What you need to do: Write out, from the entries below, exactly the lines that run between the lines holding "repository f259d0151a53beaa" and "pub async fn", inclusive, and stop there.

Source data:

★ ★ ★

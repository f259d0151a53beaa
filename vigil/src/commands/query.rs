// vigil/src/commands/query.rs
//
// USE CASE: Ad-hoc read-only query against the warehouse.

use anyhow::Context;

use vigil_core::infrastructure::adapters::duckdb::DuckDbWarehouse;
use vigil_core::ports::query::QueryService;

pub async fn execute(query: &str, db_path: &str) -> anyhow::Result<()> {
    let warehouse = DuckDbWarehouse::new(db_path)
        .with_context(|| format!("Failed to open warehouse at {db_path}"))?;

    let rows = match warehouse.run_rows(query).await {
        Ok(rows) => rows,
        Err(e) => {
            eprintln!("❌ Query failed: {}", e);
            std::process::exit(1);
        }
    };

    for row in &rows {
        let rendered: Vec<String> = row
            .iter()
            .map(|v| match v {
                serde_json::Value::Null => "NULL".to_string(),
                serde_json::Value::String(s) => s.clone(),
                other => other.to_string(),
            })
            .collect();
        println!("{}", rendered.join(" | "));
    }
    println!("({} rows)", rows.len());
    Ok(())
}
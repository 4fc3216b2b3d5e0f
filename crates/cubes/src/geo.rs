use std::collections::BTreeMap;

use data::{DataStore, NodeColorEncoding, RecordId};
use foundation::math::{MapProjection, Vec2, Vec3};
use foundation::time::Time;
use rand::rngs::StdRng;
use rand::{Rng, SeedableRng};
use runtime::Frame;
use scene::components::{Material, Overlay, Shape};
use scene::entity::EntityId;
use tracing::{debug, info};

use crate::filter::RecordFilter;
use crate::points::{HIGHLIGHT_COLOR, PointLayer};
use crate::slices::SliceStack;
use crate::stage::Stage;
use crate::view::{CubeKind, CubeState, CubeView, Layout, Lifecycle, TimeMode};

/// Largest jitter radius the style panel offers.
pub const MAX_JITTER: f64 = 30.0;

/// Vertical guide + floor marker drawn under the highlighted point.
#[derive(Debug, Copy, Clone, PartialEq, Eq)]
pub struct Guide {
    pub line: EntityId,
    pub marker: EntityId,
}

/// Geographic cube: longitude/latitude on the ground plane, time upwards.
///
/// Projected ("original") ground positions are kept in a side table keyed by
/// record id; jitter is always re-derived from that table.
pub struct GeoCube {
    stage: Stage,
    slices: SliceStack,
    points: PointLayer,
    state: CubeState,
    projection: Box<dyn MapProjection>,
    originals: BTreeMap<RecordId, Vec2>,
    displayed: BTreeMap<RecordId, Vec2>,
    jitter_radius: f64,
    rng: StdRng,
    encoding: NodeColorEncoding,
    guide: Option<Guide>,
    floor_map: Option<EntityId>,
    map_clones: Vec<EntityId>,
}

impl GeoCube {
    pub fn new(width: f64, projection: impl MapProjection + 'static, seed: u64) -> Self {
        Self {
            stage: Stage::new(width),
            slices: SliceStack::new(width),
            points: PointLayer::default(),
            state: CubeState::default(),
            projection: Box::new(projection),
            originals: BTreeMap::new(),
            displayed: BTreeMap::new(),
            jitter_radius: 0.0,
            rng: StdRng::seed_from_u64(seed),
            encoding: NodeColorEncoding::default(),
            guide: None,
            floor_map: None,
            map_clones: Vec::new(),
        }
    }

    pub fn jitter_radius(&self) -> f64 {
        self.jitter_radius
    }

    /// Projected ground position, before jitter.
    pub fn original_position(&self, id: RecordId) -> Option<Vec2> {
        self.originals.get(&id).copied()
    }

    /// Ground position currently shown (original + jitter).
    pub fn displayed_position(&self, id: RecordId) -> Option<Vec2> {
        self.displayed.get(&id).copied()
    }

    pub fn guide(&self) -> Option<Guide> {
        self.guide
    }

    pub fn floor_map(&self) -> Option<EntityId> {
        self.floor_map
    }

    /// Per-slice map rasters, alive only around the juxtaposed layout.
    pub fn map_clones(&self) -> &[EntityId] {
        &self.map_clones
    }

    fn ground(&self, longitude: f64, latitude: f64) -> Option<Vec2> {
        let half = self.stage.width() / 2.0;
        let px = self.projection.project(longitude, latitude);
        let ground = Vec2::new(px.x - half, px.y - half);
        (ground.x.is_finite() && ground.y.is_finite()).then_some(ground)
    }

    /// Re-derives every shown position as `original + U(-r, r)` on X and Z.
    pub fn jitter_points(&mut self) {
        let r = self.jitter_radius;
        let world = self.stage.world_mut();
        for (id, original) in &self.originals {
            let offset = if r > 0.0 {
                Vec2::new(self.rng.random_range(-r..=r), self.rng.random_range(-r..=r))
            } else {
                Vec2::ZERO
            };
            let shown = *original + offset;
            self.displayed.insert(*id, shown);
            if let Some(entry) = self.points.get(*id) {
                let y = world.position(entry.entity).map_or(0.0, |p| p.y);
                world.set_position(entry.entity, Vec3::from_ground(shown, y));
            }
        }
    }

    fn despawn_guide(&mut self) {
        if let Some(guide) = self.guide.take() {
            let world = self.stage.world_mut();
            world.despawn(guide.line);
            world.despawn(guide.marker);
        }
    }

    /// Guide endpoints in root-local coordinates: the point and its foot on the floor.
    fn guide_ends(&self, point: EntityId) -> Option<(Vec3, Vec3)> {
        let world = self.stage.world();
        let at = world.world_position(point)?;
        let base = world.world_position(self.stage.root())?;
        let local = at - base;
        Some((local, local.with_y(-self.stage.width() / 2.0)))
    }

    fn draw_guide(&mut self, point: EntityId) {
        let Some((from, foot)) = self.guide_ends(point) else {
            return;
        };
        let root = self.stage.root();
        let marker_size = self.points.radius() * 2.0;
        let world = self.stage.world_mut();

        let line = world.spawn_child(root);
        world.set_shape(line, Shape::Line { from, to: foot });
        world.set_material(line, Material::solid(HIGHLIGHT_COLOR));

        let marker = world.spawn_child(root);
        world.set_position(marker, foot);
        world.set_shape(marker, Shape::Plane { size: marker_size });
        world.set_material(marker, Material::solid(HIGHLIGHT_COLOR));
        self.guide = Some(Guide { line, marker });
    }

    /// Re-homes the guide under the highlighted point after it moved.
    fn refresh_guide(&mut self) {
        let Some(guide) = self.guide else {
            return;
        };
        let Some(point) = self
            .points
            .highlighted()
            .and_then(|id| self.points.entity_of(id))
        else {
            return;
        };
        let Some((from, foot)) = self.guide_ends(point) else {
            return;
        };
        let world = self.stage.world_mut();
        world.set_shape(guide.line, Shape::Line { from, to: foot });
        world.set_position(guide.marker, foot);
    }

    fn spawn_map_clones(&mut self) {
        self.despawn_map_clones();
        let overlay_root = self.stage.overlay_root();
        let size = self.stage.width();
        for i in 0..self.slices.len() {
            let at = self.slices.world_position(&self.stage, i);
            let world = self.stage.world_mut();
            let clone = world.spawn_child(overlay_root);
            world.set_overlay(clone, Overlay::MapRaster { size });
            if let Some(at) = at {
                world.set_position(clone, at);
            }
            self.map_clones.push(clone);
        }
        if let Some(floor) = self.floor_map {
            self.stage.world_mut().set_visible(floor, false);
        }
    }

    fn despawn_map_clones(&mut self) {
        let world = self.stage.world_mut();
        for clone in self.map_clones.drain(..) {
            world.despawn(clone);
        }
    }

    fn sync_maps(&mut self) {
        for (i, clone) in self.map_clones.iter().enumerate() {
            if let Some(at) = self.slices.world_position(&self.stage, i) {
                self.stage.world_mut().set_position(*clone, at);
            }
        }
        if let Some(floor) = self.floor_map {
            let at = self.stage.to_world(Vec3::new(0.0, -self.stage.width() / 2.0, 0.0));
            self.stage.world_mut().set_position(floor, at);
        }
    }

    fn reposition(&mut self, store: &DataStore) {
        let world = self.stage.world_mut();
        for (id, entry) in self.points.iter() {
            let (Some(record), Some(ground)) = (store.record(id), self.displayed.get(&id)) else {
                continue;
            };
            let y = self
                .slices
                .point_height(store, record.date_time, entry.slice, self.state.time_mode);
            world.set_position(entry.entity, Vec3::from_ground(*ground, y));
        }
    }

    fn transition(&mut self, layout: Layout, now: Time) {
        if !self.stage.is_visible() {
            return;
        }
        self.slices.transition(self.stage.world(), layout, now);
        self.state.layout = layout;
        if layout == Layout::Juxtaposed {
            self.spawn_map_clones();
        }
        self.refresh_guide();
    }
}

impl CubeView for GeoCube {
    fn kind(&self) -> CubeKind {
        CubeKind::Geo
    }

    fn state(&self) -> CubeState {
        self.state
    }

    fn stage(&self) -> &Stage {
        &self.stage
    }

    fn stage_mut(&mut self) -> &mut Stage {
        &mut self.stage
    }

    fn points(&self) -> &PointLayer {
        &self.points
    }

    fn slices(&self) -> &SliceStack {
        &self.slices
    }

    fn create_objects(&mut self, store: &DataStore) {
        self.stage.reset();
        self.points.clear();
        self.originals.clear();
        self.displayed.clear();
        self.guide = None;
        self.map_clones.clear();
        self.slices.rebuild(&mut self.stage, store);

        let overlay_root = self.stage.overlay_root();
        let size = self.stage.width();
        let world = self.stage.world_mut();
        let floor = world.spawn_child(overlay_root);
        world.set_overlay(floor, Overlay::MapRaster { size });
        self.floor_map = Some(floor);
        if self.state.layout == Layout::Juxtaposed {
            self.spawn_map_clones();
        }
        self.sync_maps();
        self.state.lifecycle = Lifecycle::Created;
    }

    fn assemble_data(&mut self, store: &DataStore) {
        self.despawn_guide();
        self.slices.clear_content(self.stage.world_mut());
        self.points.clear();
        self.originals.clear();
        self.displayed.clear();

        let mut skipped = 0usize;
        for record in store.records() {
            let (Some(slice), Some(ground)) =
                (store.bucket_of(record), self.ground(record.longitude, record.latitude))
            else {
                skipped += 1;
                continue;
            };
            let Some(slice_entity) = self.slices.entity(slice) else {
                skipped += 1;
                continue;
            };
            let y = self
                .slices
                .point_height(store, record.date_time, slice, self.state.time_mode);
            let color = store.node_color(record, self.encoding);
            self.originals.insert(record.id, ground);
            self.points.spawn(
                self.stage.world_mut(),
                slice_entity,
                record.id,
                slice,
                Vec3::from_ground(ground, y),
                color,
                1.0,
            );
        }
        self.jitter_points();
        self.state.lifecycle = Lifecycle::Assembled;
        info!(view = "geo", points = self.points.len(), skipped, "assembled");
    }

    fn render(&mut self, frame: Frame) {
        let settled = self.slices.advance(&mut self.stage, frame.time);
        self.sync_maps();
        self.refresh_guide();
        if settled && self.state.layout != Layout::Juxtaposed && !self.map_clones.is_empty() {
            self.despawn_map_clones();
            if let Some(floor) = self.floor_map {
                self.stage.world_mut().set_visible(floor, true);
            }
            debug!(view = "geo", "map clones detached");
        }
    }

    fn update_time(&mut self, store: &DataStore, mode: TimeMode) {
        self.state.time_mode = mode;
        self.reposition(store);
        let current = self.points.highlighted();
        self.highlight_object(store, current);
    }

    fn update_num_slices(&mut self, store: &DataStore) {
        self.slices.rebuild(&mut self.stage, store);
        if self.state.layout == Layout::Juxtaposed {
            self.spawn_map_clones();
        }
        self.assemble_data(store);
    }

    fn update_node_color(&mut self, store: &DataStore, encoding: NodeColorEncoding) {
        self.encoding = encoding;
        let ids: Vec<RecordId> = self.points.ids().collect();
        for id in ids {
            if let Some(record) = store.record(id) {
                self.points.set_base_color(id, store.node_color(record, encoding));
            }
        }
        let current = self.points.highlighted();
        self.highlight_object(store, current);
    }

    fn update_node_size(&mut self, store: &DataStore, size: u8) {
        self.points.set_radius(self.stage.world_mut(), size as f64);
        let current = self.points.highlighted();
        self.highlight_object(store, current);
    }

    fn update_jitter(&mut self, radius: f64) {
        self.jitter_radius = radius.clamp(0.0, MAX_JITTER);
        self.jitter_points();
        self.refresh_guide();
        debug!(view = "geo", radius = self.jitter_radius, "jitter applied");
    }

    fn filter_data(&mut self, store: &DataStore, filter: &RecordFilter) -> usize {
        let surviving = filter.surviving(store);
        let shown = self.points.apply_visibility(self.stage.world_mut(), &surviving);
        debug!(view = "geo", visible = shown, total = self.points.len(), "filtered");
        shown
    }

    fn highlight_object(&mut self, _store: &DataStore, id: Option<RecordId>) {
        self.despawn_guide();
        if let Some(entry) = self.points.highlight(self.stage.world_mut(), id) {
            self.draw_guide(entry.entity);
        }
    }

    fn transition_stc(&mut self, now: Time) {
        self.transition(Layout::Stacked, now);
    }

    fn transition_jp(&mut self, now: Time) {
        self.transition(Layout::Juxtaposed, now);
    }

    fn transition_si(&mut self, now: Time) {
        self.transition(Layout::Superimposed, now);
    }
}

★ ★ ★

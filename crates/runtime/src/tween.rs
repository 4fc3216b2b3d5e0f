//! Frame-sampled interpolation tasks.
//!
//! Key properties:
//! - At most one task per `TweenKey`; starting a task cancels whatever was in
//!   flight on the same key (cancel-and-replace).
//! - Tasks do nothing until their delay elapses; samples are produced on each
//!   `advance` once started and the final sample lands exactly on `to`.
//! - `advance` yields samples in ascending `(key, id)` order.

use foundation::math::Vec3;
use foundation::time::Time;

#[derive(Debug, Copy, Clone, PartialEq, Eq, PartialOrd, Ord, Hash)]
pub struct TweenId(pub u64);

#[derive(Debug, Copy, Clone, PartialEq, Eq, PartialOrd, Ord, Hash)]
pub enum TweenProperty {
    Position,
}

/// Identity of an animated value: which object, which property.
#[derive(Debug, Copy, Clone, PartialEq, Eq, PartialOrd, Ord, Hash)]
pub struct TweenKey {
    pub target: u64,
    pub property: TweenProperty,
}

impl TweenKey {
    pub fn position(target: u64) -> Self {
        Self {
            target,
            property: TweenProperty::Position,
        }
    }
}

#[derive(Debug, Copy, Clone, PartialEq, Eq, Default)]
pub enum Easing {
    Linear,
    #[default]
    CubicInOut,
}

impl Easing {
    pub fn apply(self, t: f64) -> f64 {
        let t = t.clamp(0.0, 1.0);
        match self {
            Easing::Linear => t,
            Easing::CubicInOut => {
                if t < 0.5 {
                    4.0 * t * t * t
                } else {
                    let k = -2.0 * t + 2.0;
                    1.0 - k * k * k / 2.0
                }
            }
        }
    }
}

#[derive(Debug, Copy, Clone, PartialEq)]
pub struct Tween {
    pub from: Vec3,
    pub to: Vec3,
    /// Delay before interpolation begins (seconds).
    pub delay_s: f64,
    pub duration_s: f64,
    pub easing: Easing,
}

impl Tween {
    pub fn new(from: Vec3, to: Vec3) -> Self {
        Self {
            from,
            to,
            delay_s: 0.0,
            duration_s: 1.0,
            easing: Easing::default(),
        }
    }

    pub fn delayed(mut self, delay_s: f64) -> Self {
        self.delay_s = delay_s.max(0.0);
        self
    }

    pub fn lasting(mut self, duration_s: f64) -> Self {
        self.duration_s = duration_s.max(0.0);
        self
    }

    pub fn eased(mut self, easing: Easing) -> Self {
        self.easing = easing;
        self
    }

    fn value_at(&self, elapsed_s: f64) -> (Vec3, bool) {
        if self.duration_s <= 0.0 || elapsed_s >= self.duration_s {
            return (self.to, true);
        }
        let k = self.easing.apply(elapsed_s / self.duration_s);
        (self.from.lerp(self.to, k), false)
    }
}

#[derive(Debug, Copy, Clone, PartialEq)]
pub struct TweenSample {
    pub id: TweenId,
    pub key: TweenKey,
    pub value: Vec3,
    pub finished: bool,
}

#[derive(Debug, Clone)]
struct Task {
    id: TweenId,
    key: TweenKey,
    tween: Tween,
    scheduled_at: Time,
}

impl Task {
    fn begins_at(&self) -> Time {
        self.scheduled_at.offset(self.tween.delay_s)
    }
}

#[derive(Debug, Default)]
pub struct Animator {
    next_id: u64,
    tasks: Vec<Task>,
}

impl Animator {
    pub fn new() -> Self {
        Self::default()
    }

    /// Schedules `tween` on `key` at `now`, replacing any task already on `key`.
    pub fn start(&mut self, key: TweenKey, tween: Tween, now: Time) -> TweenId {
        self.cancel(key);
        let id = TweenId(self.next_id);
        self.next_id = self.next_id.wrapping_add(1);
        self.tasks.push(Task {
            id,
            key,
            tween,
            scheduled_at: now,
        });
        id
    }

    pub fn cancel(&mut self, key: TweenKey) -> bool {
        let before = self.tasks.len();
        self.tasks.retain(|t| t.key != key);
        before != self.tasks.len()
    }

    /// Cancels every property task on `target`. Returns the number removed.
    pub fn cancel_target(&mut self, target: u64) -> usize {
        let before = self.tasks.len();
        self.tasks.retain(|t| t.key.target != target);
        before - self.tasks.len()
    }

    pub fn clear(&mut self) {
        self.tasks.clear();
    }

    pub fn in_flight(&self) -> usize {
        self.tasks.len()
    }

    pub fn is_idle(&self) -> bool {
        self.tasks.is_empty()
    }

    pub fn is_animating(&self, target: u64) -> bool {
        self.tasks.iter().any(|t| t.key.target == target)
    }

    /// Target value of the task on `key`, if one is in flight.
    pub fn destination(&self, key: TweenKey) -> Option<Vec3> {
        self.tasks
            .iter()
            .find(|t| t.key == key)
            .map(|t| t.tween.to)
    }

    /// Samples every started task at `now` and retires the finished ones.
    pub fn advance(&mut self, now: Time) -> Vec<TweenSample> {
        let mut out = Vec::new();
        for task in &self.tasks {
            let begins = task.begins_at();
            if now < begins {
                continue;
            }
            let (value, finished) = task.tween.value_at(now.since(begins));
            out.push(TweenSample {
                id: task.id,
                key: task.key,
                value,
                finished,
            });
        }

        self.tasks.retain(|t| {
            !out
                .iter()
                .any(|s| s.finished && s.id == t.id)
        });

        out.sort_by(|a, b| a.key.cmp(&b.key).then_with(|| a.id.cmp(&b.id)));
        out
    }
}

★ ★ ★

Written answer:
repository f259d0151a53beaa
filename vigil/src/commands/query.rs
// vigil/src/commands/query.rs
//
// USE CASE: Ad-hoc read-only query against the warehouse.

use anyhow::Context;

use vigil_core::infrastructure::adapters::duckdb::DuckDbWarehouse;
use vigil_core::ports::query::QueryService;

pub async fn execute(query: &str, db_path: &str) -> anyhow::Result<()> {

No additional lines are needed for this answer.